### The problem
Please repeat exactly the lines below from the one containing "filename src/cli/cli_md.rs" down to the one containing "Molecular Dynamics Data", both included, and nothing else.
--- START ---
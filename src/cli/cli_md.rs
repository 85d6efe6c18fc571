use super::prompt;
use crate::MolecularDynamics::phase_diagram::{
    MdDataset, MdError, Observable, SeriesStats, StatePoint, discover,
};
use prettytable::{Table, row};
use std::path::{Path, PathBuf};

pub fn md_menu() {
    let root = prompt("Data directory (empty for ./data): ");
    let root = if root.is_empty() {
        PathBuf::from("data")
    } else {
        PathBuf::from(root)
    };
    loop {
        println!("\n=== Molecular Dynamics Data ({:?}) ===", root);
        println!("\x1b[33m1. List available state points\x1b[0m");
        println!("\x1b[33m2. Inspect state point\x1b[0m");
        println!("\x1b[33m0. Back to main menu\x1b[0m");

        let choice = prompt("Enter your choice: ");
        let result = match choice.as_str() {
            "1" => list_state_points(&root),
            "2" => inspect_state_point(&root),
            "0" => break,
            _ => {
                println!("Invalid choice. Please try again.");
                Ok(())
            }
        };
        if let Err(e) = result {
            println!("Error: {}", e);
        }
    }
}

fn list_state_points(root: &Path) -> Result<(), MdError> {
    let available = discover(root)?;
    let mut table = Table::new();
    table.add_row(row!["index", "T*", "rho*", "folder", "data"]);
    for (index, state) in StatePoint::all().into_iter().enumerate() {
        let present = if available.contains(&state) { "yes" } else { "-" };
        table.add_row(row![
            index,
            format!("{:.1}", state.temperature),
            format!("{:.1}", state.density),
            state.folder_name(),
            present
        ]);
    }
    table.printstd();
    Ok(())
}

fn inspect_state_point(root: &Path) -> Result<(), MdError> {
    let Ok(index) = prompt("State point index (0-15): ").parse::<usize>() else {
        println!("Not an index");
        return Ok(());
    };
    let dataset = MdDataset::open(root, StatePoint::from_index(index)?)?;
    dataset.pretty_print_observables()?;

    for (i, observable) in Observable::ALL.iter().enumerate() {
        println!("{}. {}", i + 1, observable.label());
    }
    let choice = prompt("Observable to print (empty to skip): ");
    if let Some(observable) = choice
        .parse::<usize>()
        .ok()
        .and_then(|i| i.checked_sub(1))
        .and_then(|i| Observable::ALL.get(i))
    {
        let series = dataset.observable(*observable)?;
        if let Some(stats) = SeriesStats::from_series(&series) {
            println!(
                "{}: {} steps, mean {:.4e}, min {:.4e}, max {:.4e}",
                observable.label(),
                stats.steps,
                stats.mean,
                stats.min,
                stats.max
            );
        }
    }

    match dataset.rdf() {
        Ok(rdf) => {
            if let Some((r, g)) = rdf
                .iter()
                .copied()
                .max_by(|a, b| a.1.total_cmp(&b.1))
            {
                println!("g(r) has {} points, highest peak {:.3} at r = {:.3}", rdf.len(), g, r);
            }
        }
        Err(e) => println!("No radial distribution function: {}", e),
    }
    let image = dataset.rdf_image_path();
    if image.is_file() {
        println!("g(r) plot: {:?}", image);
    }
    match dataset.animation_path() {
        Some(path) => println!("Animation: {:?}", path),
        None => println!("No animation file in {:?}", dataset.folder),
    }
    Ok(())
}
--- END ---
--- START ---
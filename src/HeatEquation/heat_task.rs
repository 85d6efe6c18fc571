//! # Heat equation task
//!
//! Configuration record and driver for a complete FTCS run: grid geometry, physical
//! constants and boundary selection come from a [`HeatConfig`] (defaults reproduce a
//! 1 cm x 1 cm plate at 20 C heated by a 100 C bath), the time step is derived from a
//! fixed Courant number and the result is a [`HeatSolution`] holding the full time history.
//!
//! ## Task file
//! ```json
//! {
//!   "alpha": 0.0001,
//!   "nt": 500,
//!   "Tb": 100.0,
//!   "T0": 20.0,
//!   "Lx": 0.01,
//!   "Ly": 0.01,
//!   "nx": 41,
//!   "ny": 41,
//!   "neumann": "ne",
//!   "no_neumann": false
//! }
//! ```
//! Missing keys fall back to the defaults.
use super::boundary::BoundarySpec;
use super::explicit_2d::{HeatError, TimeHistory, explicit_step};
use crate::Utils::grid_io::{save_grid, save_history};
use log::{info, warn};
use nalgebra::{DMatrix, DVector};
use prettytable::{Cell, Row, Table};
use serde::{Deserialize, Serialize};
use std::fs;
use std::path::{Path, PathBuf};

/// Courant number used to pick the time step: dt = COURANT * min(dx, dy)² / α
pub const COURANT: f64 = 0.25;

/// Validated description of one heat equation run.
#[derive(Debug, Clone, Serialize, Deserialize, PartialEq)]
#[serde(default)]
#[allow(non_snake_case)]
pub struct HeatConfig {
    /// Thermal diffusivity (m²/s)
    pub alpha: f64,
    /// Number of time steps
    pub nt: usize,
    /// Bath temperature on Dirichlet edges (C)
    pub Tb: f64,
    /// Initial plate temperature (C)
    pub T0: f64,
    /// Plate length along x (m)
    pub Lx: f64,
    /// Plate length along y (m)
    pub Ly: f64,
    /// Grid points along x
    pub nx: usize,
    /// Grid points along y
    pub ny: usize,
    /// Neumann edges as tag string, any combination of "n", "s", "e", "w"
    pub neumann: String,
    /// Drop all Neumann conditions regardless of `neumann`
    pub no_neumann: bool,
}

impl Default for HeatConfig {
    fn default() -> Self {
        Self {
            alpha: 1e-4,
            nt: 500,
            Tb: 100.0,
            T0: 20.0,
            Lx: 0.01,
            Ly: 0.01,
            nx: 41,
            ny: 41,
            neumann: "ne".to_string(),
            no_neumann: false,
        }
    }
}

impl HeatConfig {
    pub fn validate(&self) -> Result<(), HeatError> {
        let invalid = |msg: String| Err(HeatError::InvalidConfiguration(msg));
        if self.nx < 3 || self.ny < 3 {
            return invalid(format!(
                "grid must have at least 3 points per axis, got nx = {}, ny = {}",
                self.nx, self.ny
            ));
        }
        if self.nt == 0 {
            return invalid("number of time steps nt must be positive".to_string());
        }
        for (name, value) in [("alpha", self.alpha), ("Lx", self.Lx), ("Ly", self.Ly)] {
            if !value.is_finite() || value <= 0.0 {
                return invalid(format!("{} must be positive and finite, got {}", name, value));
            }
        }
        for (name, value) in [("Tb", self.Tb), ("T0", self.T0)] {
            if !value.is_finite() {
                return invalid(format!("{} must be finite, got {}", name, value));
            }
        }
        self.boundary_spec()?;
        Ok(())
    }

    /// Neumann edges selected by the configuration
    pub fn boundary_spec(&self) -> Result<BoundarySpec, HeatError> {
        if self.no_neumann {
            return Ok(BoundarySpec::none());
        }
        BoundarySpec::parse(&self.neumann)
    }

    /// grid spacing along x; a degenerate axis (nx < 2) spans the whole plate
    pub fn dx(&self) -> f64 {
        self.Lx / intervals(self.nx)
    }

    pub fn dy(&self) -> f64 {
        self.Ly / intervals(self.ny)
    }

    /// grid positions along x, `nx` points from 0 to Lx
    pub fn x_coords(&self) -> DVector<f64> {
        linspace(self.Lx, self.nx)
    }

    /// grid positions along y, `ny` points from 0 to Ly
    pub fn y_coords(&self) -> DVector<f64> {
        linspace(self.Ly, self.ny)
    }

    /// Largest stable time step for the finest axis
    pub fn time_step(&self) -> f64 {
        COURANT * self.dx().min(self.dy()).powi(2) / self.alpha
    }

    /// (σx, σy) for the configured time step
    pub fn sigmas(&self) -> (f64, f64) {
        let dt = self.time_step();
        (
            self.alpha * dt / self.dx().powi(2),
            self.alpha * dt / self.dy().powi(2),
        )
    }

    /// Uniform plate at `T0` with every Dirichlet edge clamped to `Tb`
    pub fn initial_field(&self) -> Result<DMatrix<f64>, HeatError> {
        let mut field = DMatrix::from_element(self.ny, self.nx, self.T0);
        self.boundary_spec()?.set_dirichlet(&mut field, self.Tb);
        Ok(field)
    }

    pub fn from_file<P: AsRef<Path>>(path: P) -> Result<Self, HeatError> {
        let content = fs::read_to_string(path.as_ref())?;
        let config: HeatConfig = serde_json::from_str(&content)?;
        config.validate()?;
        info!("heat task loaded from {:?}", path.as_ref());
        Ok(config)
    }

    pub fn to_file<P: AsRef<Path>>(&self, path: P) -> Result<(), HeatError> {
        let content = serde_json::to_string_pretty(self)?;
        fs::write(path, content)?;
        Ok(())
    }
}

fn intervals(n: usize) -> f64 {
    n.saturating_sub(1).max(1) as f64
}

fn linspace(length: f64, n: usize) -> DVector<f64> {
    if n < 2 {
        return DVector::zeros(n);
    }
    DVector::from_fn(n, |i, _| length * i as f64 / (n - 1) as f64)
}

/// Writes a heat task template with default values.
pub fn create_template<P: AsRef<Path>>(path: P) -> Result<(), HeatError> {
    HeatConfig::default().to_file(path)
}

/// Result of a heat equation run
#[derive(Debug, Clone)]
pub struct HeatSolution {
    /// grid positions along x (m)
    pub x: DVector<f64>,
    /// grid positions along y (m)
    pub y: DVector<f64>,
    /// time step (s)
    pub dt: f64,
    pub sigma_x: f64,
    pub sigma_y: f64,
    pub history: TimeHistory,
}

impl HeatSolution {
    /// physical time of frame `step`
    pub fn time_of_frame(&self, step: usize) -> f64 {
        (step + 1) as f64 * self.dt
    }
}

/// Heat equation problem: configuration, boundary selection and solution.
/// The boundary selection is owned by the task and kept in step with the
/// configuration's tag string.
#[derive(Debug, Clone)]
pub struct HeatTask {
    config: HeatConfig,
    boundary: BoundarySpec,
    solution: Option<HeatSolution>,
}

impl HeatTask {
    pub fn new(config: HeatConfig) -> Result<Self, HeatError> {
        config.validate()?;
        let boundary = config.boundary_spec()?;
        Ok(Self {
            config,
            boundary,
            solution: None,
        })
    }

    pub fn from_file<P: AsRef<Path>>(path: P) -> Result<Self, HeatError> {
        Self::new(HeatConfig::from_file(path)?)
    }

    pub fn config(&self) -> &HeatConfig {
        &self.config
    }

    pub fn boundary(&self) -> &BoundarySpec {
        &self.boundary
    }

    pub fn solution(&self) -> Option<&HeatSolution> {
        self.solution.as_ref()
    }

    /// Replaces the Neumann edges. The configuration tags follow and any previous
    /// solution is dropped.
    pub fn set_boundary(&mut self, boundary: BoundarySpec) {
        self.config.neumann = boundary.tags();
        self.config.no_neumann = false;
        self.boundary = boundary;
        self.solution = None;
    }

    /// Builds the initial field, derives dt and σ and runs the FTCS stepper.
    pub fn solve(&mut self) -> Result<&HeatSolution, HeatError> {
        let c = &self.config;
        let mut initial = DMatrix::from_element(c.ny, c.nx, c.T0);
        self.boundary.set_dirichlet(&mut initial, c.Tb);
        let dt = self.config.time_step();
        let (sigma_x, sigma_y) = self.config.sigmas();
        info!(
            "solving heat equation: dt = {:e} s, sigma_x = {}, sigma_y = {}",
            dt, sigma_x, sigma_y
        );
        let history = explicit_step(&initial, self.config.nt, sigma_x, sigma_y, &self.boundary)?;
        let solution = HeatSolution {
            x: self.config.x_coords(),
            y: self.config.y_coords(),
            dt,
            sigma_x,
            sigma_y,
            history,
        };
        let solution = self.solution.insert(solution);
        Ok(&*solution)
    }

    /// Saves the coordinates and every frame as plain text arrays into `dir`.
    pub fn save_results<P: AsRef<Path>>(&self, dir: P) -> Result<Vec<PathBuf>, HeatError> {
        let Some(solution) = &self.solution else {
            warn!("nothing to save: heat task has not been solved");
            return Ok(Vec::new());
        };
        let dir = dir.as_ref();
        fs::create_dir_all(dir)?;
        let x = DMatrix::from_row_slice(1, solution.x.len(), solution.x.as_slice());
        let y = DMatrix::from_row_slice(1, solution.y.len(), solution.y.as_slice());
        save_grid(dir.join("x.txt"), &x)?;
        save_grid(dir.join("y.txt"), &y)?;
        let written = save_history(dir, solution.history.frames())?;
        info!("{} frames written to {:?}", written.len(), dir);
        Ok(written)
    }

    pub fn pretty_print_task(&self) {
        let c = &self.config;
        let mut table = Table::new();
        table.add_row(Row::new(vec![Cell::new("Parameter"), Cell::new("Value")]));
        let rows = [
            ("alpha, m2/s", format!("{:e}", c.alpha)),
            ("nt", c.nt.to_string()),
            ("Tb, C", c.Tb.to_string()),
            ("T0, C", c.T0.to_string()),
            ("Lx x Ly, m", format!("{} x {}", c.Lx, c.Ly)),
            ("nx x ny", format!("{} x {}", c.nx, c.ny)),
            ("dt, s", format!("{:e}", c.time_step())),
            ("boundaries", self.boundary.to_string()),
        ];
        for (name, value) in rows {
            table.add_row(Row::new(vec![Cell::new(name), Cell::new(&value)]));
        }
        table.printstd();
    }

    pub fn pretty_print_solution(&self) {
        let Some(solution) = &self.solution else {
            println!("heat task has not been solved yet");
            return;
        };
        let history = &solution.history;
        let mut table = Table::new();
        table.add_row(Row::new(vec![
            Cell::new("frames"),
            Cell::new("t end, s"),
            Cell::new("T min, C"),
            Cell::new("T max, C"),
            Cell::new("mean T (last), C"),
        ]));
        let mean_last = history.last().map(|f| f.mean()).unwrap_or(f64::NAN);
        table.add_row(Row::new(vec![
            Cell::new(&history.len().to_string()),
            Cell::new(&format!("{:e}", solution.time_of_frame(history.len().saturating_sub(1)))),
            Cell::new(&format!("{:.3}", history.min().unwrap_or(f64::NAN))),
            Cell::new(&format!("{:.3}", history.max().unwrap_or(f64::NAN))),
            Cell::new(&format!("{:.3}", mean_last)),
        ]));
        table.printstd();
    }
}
--- END ---
--- START ---
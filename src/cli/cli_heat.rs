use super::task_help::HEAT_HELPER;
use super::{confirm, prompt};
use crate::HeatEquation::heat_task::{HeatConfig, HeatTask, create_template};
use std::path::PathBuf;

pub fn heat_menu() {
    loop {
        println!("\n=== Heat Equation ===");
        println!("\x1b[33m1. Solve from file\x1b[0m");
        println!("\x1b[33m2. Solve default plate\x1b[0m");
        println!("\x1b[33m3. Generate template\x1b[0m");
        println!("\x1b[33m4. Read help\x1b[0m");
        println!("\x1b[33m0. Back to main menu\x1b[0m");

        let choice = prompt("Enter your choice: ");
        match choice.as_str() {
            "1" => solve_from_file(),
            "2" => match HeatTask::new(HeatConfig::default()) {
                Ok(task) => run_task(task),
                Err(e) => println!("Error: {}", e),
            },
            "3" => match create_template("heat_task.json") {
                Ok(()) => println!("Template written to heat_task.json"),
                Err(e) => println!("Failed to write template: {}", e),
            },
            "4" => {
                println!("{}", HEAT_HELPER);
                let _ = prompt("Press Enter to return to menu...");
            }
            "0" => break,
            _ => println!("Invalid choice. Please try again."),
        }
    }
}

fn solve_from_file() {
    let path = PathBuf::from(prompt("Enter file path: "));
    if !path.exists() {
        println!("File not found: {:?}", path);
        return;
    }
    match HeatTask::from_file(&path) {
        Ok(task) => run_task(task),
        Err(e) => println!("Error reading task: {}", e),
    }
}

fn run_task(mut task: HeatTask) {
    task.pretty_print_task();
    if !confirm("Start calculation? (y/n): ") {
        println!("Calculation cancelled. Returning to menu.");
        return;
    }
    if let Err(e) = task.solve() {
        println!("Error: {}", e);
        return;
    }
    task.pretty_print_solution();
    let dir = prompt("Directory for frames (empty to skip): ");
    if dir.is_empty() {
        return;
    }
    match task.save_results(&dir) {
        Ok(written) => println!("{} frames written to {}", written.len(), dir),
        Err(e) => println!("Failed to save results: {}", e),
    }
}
--- END ---
### Task answer
filename src/cli/cli_md.rs
repository 85d6efe6c18fc571
use super::prompt;
use crate::MolecularDynamics::phase_diagram::{
    MdDataset, MdError, Observable, SeriesStats, StatePoint, discover,
};
use prettytable::{Table, row};
use std::path::{Path, PathBuf};

pub fn md_menu() {
    let root = prompt("Data directory (empty for ./data): ");
    let root = if root.is_empty() {
        PathBuf::from("data")
    } else {
        PathBuf::from(root)
    };
    loop {
        println!("\n=== Molecular Dynamics Data ({:?}) ===", root);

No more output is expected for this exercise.